NEOHitlerBerlin, Summer 2011. Adolf Hitler wakes up on a patch of open ground, alive and well. Things have changed – no Eva Braun, no Nazi party, no war. Hitler barely recognises his beloved Fatherland, filled with immigrants and run by a woman.

People certainly recognise him, albeit as a flawless impersonator who refuses to break character. The unthinkable, the inevitable happens, and the ranting Hitler goes viral, becomes a YouTube star, gets his own T.V. show, and people begin to listen. But the Führer has another programme with even greater ambition – to set the country he finds a shambles back to rights.

The premise seems fairly amusing and from that alone possibly worth a decent read, although mainly I was wondering if it would be just a novelty exercise and/or fall into the poor taste trap.  Books like this need to have an underlying message, something they wish to achieve and although this book had some interesting points, it was on the whole forgettable.

It will come as a relief to know that the story has no real explanation for Hitler’s predicament which is still better than the one in that stone cold classic film of the time travel genre, Hot Tub Time Machine.  The story does at least move on in a pacy way without this obstacle and soon gets into its stride.

There is the standard amusement in the form of our narrator being constantly perplexed with modern life and seeing the world through his eyes is interesting up to a point, with all the big chain stores, the internet and different nationalities now inhabiting Berlin and so forth.  Sadly the jokes lose their impact and quite quickly become repetitive and predictable.

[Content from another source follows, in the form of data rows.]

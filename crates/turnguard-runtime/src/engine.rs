//! End-to-end evaluation of one hook invocation.
//!
//! Extract contexts → filter applicable rules → judge concurrently →
//! aggregate under the safety valve. Nothing here returns an error once the
//! engine is built; every failure degrades to fewer verdicts or a no-op.

use std::sync::Arc;
use std::time::Duration;
use thiserror::Error;

use turnguard_core::{
    ContextExtractor, Decision, DecisionAggregator, FileSessionStore, Message, RuleId, RuleSet,
    SessionStore, DEFAULT_MAX_BLOCKS, DEFAULT_MIN_LAST_LENGTH,
};

use crate::client::JudgeClient;
use crate::config::{EngineConfig, DEFAULT_JUDGE_TIMEOUT};
use crate::evaluator::{ConcurrentEvaluator, EvaluationTask};
use crate::judge::JudgeBackend;

/// Engine construction errors.
#[derive(Error, Debug)]
pub enum EngineError {
    #[error("Judge backend not configured: {0}")]
    BackendNotConfigured(String),

    #[error("Session store not configured: {0}")]
    SessionStoreNotConfigured(String),
}

/// Everything the engine needs from one lifecycle event.
#[derive(Debug, Clone, Default)]
pub struct Invocation {
    pub session_id: String,
    pub messages: Vec<Message>,
    /// Project policy document for `claudemd` rules
    pub policy: Option<String>,
}

impl Invocation {
    pub fn new(session_id: impl Into<String>, messages: Vec<Message>) -> Self {
        Self {
            session_id: session_id.into(),
            messages,
            policy: None,
        }
    }

    pub fn with_policy(mut self, policy: impl Into<String>) -> Self {
        self.policy = Some(policy.into());
        self
    }
}

/// The behavior-rule engine.
pub struct Engine {
    rules: RuleSet,
    extractor: ContextExtractor,
    evaluator: ConcurrentEvaluator,
    aggregator: DecisionAggregator,
}

impl Engine {
    pub fn builder() -> EngineBuilder {
        EngineBuilder::new()
    }

    pub fn rules(&self) -> &RuleSet {
        &self.rules
    }

    /// Decide the action for one invocation.
    pub async fn run(&self, invocation: Invocation) -> Decision {
        if self.rules.is_empty() {
            tracing::debug!("No rules loaded, nothing to evaluate");
            return Decision::no_op();
        }

        let contexts = self
            .extractor
            .extract_all(&invocation.messages, invocation.policy.as_deref());
        if contexts.is_empty() {
            tracing::debug!(
                messages = invocation.messages.len(),
                "No assistant context, skipping evaluation"
            );
            return Decision::no_op();
        }

        let applicable = self.rules.applicable(&contexts);
        if applicable.is_empty() {
            tracing::debug!("No rule applies to this turn");
            return Decision::no_op();
        }

        let client = self.evaluator.client();
        let ids: Vec<RuleId> = applicable.iter().map(|a| a.id).collect();
        let tasks = applicable
            .iter()
            .map(|a| EvaluationTask {
                id: a.id,
                rule: a.rule.clone(),
                context: Arc::new(a.context.clone()),
                timeout: client.timeout_for(a.rule),
            })
            .collect();

        let outcome = self.evaluator.evaluate(tasks).await;

        let decision =
            self.aggregator
                .decide(&invocation.session_id, &self.rules, &ids, &outcome.verdicts);

        tracing::info!(
            session = %invocation.session_id,
            applicable = ids.len(),
            judge_failures = decision.judge_failures,
            block = decision.is_block(),
            suggestions = decision.suggestions.len(),
            "Decision"
        );

        decision
    }
}

/// Builder for [`Engine`].
pub struct EngineBuilder {
    rules: RuleSet,
    backend: Option<Arc<dyn JudgeBackend>>,
    store: Option<Arc<dyn SessionStore>>,
    min_last_length: usize,
    max_blocks: u32,
    judge_timeout: Duration,
}

impl EngineBuilder {
    pub fn new() -> Self {
        Self {
            rules: RuleSet::empty(),
            backend: None,
            store: None,
            min_last_length: DEFAULT_MIN_LAST_LENGTH,
            max_blocks: DEFAULT_MAX_BLOCKS,
            judge_timeout: DEFAULT_JUDGE_TIMEOUT,
        }
    }

    /// Take thresholds, timeout and the session directory from `config`.
    ///
    /// The backend is still set separately.
    pub fn from_config(config: &EngineConfig) -> Self {
        Self::new()
            .min_last_length(config.min_last_length)
            .max_blocks(config.max_blocks)
            .judge_timeout(config.judge_timeout)
            .session_store(Arc::new(FileSessionStore::new(config.sessions_dir())))
    }

    pub fn rules(mut self, rules: RuleSet) -> Self {
        self.rules = rules;
        self
    }

    pub fn backend(mut self, backend: Arc<dyn JudgeBackend>) -> Self {
        self.backend = Some(backend);
        self
    }

    pub fn session_store(mut self, store: Arc<dyn SessionStore>) -> Self {
        self.store = Some(store);
        self
    }

    pub fn min_last_length(mut self, min_last_length: usize) -> Self {
        self.min_last_length = min_last_length;
        self
    }

    pub fn max_blocks(mut self, max_blocks: u32) -> Self {
        self.max_blocks = max_blocks;
        self
    }

    pub fn judge_timeout(mut self, timeout: Duration) -> Self {
        self.judge_timeout = timeout;
        self
    }

    pub fn build(self) -> Result<Engine, EngineError> {
        let backend = self
            .backend
            .ok_or_else(|| EngineError::BackendNotConfigured("No backend set".to_string()))?;
        let store = self.store.ok_or_else(|| {
            EngineError::SessionStoreNotConfigured("No session store set".to_string())
        })?;

        let client = Arc::new(JudgeClient::new(backend, self.judge_timeout));

        Ok(Engine {
            rules: self.rules,
            extractor: ContextExtractor::new(self.min_last_length),
            evaluator: ConcurrentEvaluator::new(client),
            aggregator: DecisionAggregator::new(store).with_max_blocks(self.max_blocks),
        })
    }
}

impl Default for EngineBuilder {
    fn default() -> Self {
        Self::new()
    }
}

#[cfg(test)]
mod tests {
    use super::*;
    use crate::judge::{Reply, ScriptedBackend};
    use turnguard_core::{Gate, MemorySessionStore};

    const RULES: &str = "\
Did the agent skip tests?,turn,block,Explain
Is the final answer evasive?,last,notify,Explain
";

    #[test]
    fn test_build_without_backend() {
        let result = Engine::builder()
            .session_store(Arc::new(MemorySessionStore::new()))
            .build();
        assert!(matches!(result, Err(EngineError::BackendNotConfigured(_))));
    }

    #[test]
    fn test_build_without_store() {
        let result = Engine::builder()
            .backend(Arc::new(ScriptedBackend::default()))
            .build();
        assert!(matches!(result, Err(EngineError::SessionStoreNotConfigured(_))));
    }

    #[test]
    fn test_from_config_uses_thresholds() {
        let config = EngineConfig {
            min_last_length: 7,
            max_blocks: 3,
            ..EngineConfig::default()
        };
        let engine = EngineBuilder::from_config(&config)
            .backend(Arc::new(ScriptedBackend::default()))
            .build()
            .unwrap();

        assert_eq!(engine.extractor.min_last_length(), 7);
        assert_eq!(engine.aggregator.max_blocks(), 3);
    }

    #[tokio::test]
    async fn test_empty_rules_skip_judge() {
        let backend = Arc::new(ScriptedBackend::always(Reply::yes("x")));
        let engine = Engine::builder()
            .backend(backend.clone())
            .session_store(Arc::new(MemorySessionStore::new()))
            .build()
            .unwrap();

        let decision = engine
            .run(Invocation::new("s", vec![Message::assistant("done", 0)]))
            .await;
        assert!(decision.is_no_op());
        assert_eq!(backend.call_count(), 0);
    }

    #[tokio::test]
    async fn test_only_applicable_rules_are_judged() {
        let backend = Arc::new(ScriptedBackend::always(Reply::yes("Tests were skipped.")));
        let engine = Engine::builder()
            .rules(RuleSet::from_csv(RULES).unwrap())
            .backend(backend.clone())
            .session_store(Arc::new(MemorySessionStore::new()))
            .build()
            .unwrap();

        let messages = vec![Message::user("fix it", 0), Message::assistant("Done.", 1)];
        let decision = engine.run(Invocation::new("s", messages)).await;

        // short final message: only the turn rule is judged
        assert_eq!(backend.call_count(), 1);
        assert!(matches!(decision.gate, Gate::Block { block_count: 1, .. }));
    }
}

Vermes does well to avoid any sympathy one may have for Hitler’s loss of wife and his closest allies which is a relief, as there is a danger in humanising the dictator so that he becomes almost a lovable old grandfather type set in his ways, which just happen to be racist and disagreeable to the modern sensibilities.  Luckily all the characters are two-dimensional and although there is occasion when the story does sail close to the wind, it never becomes particularly offensive unless you are one of the new fangled PC crew that get offended by everything, which I am sure you are not. Read the rest of this entry »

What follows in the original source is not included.